What a Compliant New Brunswick Inspection Process Looks Like
Based on the Residential Tenancies Act and the General Regulation 82-218, here is the checklist that satisfies New Brunswick's requirements for deposit compliance:
- Submit the security deposit to the Tenant and Landlord Relations Office within 15 days of receiving it, as required by Section 10(2). Keep the receipt as proof of the submission date.
- Ensure the deposit does not exceed one month's rent, as capped by Section 10(1).
- Use the prescribed standard form lease, as required by Section 7(1).
- Conduct a move-in inspection with the tenant, as required by Section 12(1). Document every room, surface, and fixture.
- Have both parties sign the inspection report, as required by Section 12(2). If the tenant refuses, note the refusal in writing on the report.
- Take timestamped photos of every room at both move-in and move-out. Same angles, same sequence.
- Conduct a move-out inspection using the identical template. Same room names, same order, same level of detail.
- Provide an itemized deduction statement. Each deduction must include a specific description and dollar amount.
- Keep copies of all documents, receipts, and communications organized by tenancy.
This process requires discipline at three key moments: when you receive the deposit, when the tenancy begins, and when the tenancy ends. The cost of doing this properly is an hour or two of administrative work per tenancy. The cost of not doing it is the entire deposit.
Tenatur generates this documentation automatically at tenatur.com, free for landlords.
Frequently Asked Questions
Why do New Brunswick landlords lose deposit disputes even with damage evidence?
Evidence of damage is not enough if the landlord failed to comply with procedural requirements under the Residential Tenancies Act. The most common failure is not submitting the deposit to the Tenant and Landlord Relations Office within 15 days as required by Section 10(2). When the Tribunal discovers this violation, it overshadows any damage evidence.
What is the 15-day deposit submission rule in New Brunswick?
Section 10(2) of the Residential Tenancies Act requires landlords to submit the security deposit to the Director at the Tenant and Landlord Relations Office within 15 days of receiving it.
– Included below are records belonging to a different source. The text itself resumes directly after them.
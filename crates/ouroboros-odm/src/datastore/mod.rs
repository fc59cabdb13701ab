//! Storage seam and the entity-level datastore
//!
//! The mapping engine never talks to a database directly. It reads
//! referenced documents through [`ReferenceFetcher`] and writes through
//! [`Store`]; [`Datastore`] ties a [`Mapper`] to a store and runs the full
//! save and load lifecycles.

mod memory;

pub use memory::MemoryStore;

use std::sync::Arc;

use bson::oid::ObjectId;
use bson::{Bson, Document};

use crate::codec::Decoder;
use crate::convert;
use crate::key::Key;
use crate::lifecycle::{self, OperationContext, Stage};
use crate::mapping::{Entity, Mapper, TypeDescriptor, ID_KEY};
use crate::reference::Ref;
use crate::{OdmError, Result};

/// Read access to stored documents by key
pub trait ReferenceFetcher: Send + Sync {
    /// The document `key` points at, or `None` if it does not exist
    fn fetch(&self, key: &Key) -> Result<Option<Document>>;
}

/// Document storage keyed by collection and `_id`
pub trait Store: ReferenceFetcher {
    /// Insert `document`, replacing any document with the same `_id`
    ///
    /// # Errors
    /// Fails if the document has no `_id`.
    fn save(&self, collection: &str, document: Document) -> Result<Key>;

    /// Remove the document `key` points at; returns whether one existed
    fn delete(&self, key: &Key) -> Result<bool>;

    fn count(&self, collection: &str) -> Result<u64>;

    /// Every document of `collection` in insertion order
    fn find_all(&self, collection: &str) -> Result<Vec<Document>>;
}

/// Entity persistence on top of a [`Store`]
///
/// # Example
///
/// ```ignore
/// let datastore = Datastore::new(Arc::new(Mapper::new()), MemoryStore::new());
/// let mut hotel = Hotel { name: "Hilton".into(), ..Default::default() };
/// let key = datastore.save(&mut hotel)?;
/// let loaded: Option<Hotel> = datastore.get_by_key(&key)?;
/// ```
pub struct Datastore<S: Store> {
    mapper: Arc<Mapper>,
    store: S,
}

impl<S: Store> Datastore<S> {
    pub fn new(mapper: Arc<Mapper>, store: S) -> Self {
        Self { mapper, store }
    }

    pub fn mapper(&self) -> &Mapper {
        &self.mapper
    }

    pub fn store(&self) -> &S {
        &self.store
    }

    // =====================
    // Saving
    // =====================

    /// Persist `entity` and return its key
    ///
    /// Runs PrePersist hooks, encodes, stores, then runs PostPersist hooks
    /// with the stored document. An unset `ObjectId` identifier is generated
    /// and written back to the entity before PostPersist.
    pub fn save<T: Entity>(&self, entity: &mut T) -> Result<Key> {
        self.save_traced(entity).map(|(key, _)| key)
    }

    /// [`save`](Self::save), also returning the hooks that fired
    pub fn save_traced<T: Entity>(&self, entity: &mut T) -> Result<(Key, OperationContext)> {
        let descriptor = self.mapper.descriptor::<T>()?;
        let collection = descriptor.collection_name();
        let mut ctx = OperationContext::new();

        let encoded = self.mapper.to_document_traced(entity, &mut ctx)?;
        let id = match encoded.get(ID_KEY) {
            Some(id) if !matches!(id, Bson::Null) => id.clone(),
            _ => self.generate_id(&descriptor, entity)?,
        };

        // _id leads the stored document
        let mut document = Document::new();
        document.insert(ID_KEY, id);
        for (name, value) in encoded {
            if name != ID_KEY {
                document.insert(name, value);
            }
        }

        let key = self.store.save(&collection, document.clone())?;
        tracing::debug!(type_name = descriptor.type_name(), key = %key, "Saved entity");

        lifecycle::dispatch(&descriptor, Stage::PostPersist, entity, document, &mut ctx)?;
        Ok((key, ctx))
    }

    /// Save each entity in order; stops at the first failure
    pub fn save_all<T: Entity>(&self, entities: &mut [T]) -> Result<Vec<Key>> {
        entities.iter_mut().map(|entity| self.save(entity)).collect()
    }

    fn generate_id<T: Entity>(&self, descriptor: &TypeDescriptor, entity: &mut T) -> Result<Bson> {
        let field = descriptor.id_field().ok_or_else(|| {
            OdmError::Storage(format!("{} has no identifier field", descriptor.type_name()))
        })?;
        if !field.element_type().is::<ObjectId>() {
            return Err(OdmError::Storage(format!(
                "{} has no identifier value and {} identifiers are not generated",
                descriptor.type_name(),
                field.element_type().short_name()
            )));
        }

        let id = Bson::ObjectId(ObjectId::new());
        let mut dec = Decoder::new(&self.mapper, None, descriptor.type_name());
        convert::assign_identifier(descriptor, entity, id.clone(), &mut dec)?;
        tracing::debug!(type_name = descriptor.type_name(), id = %id, "Generated identifier");
        Ok(id)
    }

    // =====================
    // Loading
    // =====================

    /// Load the `T` stored under `id`
    pub fn get<T: Entity>(&self, id: impl Into<Bson>) -> Result<Option<T>> {
        let key = Key::new(self.mapper.collection_name::<T>()?, id);
        self.get_by_key(&key)
    }

    pub fn get_by_key<T: Entity>(&self, key: &Key) -> Result<Option<T>> {
        Ok(self.get_traced(key)?.map(|(entity, _)| entity))
    }

    /// [`get_by_key`](Self::get_by_key), also returning the hooks that fired
    pub fn get_traced<T: Entity>(&self, key: &Key) -> Result<Option<(T, OperationContext)>> {
        let Some(document) = self.store.fetch(key)? else {
            return Ok(None);
        };
        let mut ctx = OperationContext::new();
        let entity = self
            .mapper
            .from_document_traced(document, Some(&self.store), &mut ctx)?;
        Ok(Some((entity, ctx)))
    }

    /// `key` if the document it points at exists
    pub fn exists(&self, key: &Key) -> Result<Option<Key>> {
        Ok(self.store.fetch(key)?.map(|_| key.clone()))
    }

    /// Every stored `T`, each loaded in its own operation
    pub fn find_all<T: Entity>(&self) -> Result<Vec<T>> {
        let collection = self.mapper.collection_name::<T>()?;
        self.store
            .find_all(&collection)?
            .into_iter()
            .map(|document| self.mapper.from_document_with(document, &self.store))
            .collect()
    }

    pub fn count<T: Entity>(&self) -> Result<u64> {
        self.store.count(&self.mapper.collection_name::<T>()?)
    }

    /// Load the target of a lazy reference
    pub fn resolve<'r, T: Entity>(&self, reference: &'r mut Ref<T>) -> Result<Option<&'r T>> {
        reference.resolve(&self.mapper, &self.store)
    }

    // =====================
    // Deleting
    // =====================

    pub fn delete<T: Entity>(&self, entity: &T) -> Result<bool> {
        let key = self.mapper.key_of(entity)?;
        self.store.delete(&key)
    }

    pub fn delete_by_id<T: Entity>(&self, id: impl Into<Bson>) -> Result<bool> {
        let key = Key::new(self.mapper.collection_name::<T>()?, id);
        self.store.delete(&key)
    }
}
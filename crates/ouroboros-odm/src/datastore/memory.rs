//! In-process [`Store`]

use std::collections::HashMap;

use bson::{Bson, Document};
use parking_lot::RwLock;

use super::{ReferenceFetcher, Store};
use crate::key::Key;
use crate::mapping::ID_KEY;
use crate::{OdmError, Result};

/// Identifier equality that treats numerically equal int32, int64 and
/// double ids as the same document
fn same_id(a: &Bson, b: &Bson) -> bool {
    match (a, b) {
        (Bson::Int32(x), Bson::Int64(y)) | (Bson::Int64(y), Bson::Int32(x)) => i64::from(*x) == *y,
        (Bson::Int32(x), Bson::Double(y)) | (Bson::Double(y), Bson::Int32(x)) => f64::from(*x) == *y,
        (Bson::Int64(x), Bson::Double(y)) | (Bson::Double(y), Bson::Int64(x)) => *x as f64 == *y,
        _ => a == b,
    }
}

fn has_id(document: &Document, id: &Bson) -> bool {
    document.get(ID_KEY).is_some_and(|stored| same_id(stored, id))
}

/// Collections of documents held in memory
#[derive(Debug, Default)]
pub struct MemoryStore {
    collections: RwLock<HashMap<String, Vec<Document>>>,
}

impl MemoryStore {
    pub fn new() -> Self {
        Self::default()
    }

    /// Names of collections holding at least one document, sorted
    pub fn collection_names(&self) -> Vec<String> {
        let collections = self.collections.read();
        let mut names: Vec<_> = collections
            .iter()
            .filter(|(_, documents)| !documents.is_empty())
            .map(|(name, _)| name.clone())
            .collect();
        names.sort();
        names
    }

    pub fn clear(&self) {
        self.collections.write().clear();
    }
}

impl ReferenceFetcher for MemoryStore {
    fn fetch(&self, key: &Key) -> Result<Option<Document>> {
        let collections = self.collections.read();
        Ok(collections
            .get(key.collection())
            .and_then(|documents| documents.iter().find(|doc| has_id(doc, key.id())))
            .cloned())
    }
}

impl Store for MemoryStore {
    fn save(&self, collection: &str, document: Document) -> Result<Key> {
        let id = match document.get(ID_KEY) {
            Some(Bson::Null) | None => {
                return Err(OdmError::Storage(format!(
                    "document for '{}' has no {}",
                    collection, ID_KEY
                )))
            }
            Some(id) => id.clone(),
        };

        let mut collections = self.collections.write();
        let documents = collections.entry(collection.to_string()).or_default();
        match documents.iter_mut().find(|doc| has_id(doc, &id)) {
            Some(existing) => *existing = document,
            None => documents.push(document),
        }
        Ok(Key::new(collection, id))
    }

    fn delete(&self, key: &Key) -> Result<bool> {
        let mut collections = self.collections.write();
        let Some(documents) = collections.get_mut(key.collection()) else {
            return Ok(false);
        };
        let before = documents.len();
        documents.retain(|doc| !has_id(doc, key.id()));
        Ok(documents.len() != before)
    }

    fn count(&self, collection: &str) -> Result<u64> {
        let collections = self.collections.read();
        Ok(collections.get(collection).map_or(0, |documents| documents.len() as u64))
    }

    fn find_all(&self, collection: &str) -> Result<Vec<Document>> {
        let collections = self.collections.read();
        Ok(collections.get(collection).cloned().unwrap_or_default())
    }
}
//! Error types for the mapping engine

use std::fmt;

use thiserror::Error;

use crate::mapping::validation::ConstraintViolation;

/// Result type alias for mapping operations
pub type Result<T> = std::result::Result<T, OdmError>;

/// A single field-level conversion problem
///
/// Conversion errors are collected per call, so one failed `encode` or
/// `decode` reports every broken field instead of only the first one.
#[derive(Debug, Clone, PartialEq)]
pub struct ConversionIssue {
    /// Dotted path to the offending field (e.g. "address.post_code")
    pub path: String,
    /// Human-readable description
    pub message: String,
}

impl ConversionIssue {
    pub fn new(path: impl Into<String>, message: impl Into<String>) -> Self {
        Self {
            path: path.into(),
            message: message.into(),
        }
    }
}

impl fmt::Display for ConversionIssue {
    fn fmt(&self, f: &mut fmt::Formatter<'_>) -> fmt::Result {
        if self.path.is_empty() {
            write!(f, "{}", self.message)
        } else {
            write!(f, "{}: {}", self.path, self.message)
        }
    }
}

/// Unified error type for all mapping operations
#[derive(Error, Debug, Clone, PartialEq)]
pub enum OdmError {
    /// One or more FATAL constraint violations; the type was not registered
    #[error("Mapping validation failed for {type_name}: {}", join(.violations))]
    MappingValidation {
        type_name: String,
        violations: Vec<ConstraintViolation>,
    },

    /// A value could not be converted for its field's declared kind
    #[error("Conversion error for {type_name}: {}", join(.issues))]
    Conversion {
        type_name: String,
        issues: Vec<ConversionIssue>,
    },

    /// A reference marked as required points at a missing document
    #[error("Missing required reference {key} for field '{field}'")]
    MissingReference { field: String, key: String },

    /// A lifecycle hook raised; the surrounding operation was aborted
    #[error("Lifecycle hook '{hook}' failed during {stage}: {message}")]
    LifecycleHook {
        stage: String,
        hook: String,
        message: String,
    },

    #[error("Storage error: {0}")]
    Storage(String),

    #[error("Configuration error: {0}")]
    Config(String),

    #[error("Geometry error: {0}")]
    Geometry(String),

    #[error("Internal error: {0}")]
    Internal(String),
}

fn join<T: fmt::Display>(items: &[T]) -> String {
    items
        .iter()
        .map(|item| item.to_string())
        .collect::<Vec<_>>()
        .join("; ")
}

impl OdmError {
    /// Build a conversion error carrying a single issue
    pub fn conversion(
        type_name: impl Into<String>,
        path: impl Into<String>,
        message: impl Into<String>,
    ) -> Self {
        OdmError::Conversion {
            type_name: type_name.into(),
            issues: vec![ConversionIssue::new(path, message)],
        }
    }

    /// Returns true for errors raised while converting values
    ///
    /// A missing required reference escalates to a conversion error.
    pub fn is_conversion(&self) -> bool {
        matches!(
            self,
            OdmError::Conversion { .. } | OdmError::MissingReference { .. }
        )
    }

    /// Returns true if the error aborts a conversion immediately instead of
    /// being collected alongside sibling field errors
    pub fn is_fail_fast(&self) -> bool {
        !matches!(self, OdmError::Conversion { .. })
    }

    /// Constraint violations carried by a mapping validation error
    pub fn violations(&self) -> &[ConstraintViolation] {
        match self {
            OdmError::MappingValidation { violations, .. } => violations,
            _ => &[],
        }
    }

    /// Conversion issues carried by a conversion error
    pub fn issues(&self) -> &[ConversionIssue] {
        match self {
            OdmError::Conversion { issues, .. } => issues,
            _ => &[],
        }
    }
}

impl From<serde_json::Error> for OdmError {
    fn from(err: serde_json::Error) -> Self {
        OdmError::Config(format!("JSON error: {}", err))
    }
}

impl From<serde_yaml::Error> for OdmError {
    fn from(err: serde_yaml::Error) -> Self {
        OdmError::Config(format!("YAML error: {}", err))
    }
}

#[cfg(test)]
mod tests {
    use super::*;
    use crate::mapping::validation::Level;

    #[test]
    fn test_error_display_conversion() {
        let err = OdmError::conversion("Hotel", "stars", "expected int32, got string");
        assert_eq!(
            err.to_string(),
            "Conversion error for Hotel: stars: expected int32, got string"
        );
    }

    #[test]
    fn test_error_display_lists_every_violation() {
        let err = OdmError::MappingValidation {
            type_name: "User".to_string(),
            violations: vec![
                ConstraintViolation::new(Level::Fatal, "User", Some("b"), "DuplicatedLoadNames", "first"),
                ConstraintViolation::new(Level::Fatal, "User", Some("c"), "DuplicatedLoadNames", "second"),
            ],
        };
        let text = err.to_string();
        assert!(text.contains("first"));
        assert!(text.contains("second"));
        assert_eq!(err.violations().len(), 2);
    }

    #[test]
    fn test_error_display_hook() {
        let err = OdmError::LifecycleHook {
            stage: "PrePersist".to_string(),
            hook: "touch".to_string(),
            message: "already called".to_string(),
        };
        assert_eq!(
            err.to_string(),
            "Lifecycle hook 'touch' failed during PrePersist: already called"
        );
    }

    #[test]
    fn test_is_conversion() {
        assert!(OdmError::conversion("T", "f", "bad").is_conversion());
        assert!(OdmError::MissingReference {
            field: "friend".to_string(),
            key: "users:1".to_string()
        }
        .is_conversion());
        assert!(!OdmError::Storage("down".to_string()).is_conversion());
    }

    #[test]
    fn test_fail_fast_classification() {
        assert!(!OdmError::conversion("T", "f", "bad").is_fail_fast());
        assert!(OdmError::Internal("x".to_string()).is_fail_fast());
        assert!(OdmError::MissingReference {
            field: "f".to_string(),
            key: "k".to_string()
        }
        .is_fail_fast());
    }

    #[test]
    fn test_from_serde_json_error() {
        let json_err = serde_json::from_str::<String>("invalid").unwrap_err();
        let err: OdmError = json_err.into();
        assert!(matches!(err, OdmError::Config(_)));
    }
}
The government holds the deposit for the duration of the tenancy. Keeping the deposit in your own bank account is a direct violation that can undermine your entire claim.
Who holds the security deposit in New Brunswick?
The government holds it. Under Section 10(2) of the Residential Tenancies Act, the landlord must submit the deposit to the Director at the Tenant and Landlord Relations Office within 15 days of receiving it. Unlike most other provinces where the landlord or a trust account holds the deposit, New Brunswick requires government custody.
Is an inspection report required in New Brunswick?
Yes. Section 12(1) of the Residential Tenancies Act states that the landlord and tenant shall inspect the premises at the beginning and end of the tenancy. Section 12(2) requires the report to be signed by both parties. Without signed reports from both move-in and move-out, the Tribunal has no baseline to evaluate the claim.
Where can I file a deposit dispute in New Brunswick?
Deposit disputes are handled by the Residential Tenancies Tribunal under the Tenant and Landlord Relations Office within Service New Brunswick. Published decisions are available on CanLII under the New Brunswick Residential Tenancies section.
Sources
This article is for general informational purposes only and is not legal advice. Laws change. Always verify current legislation at the official sources linked above or consult a licensed professional in your jurisdiction.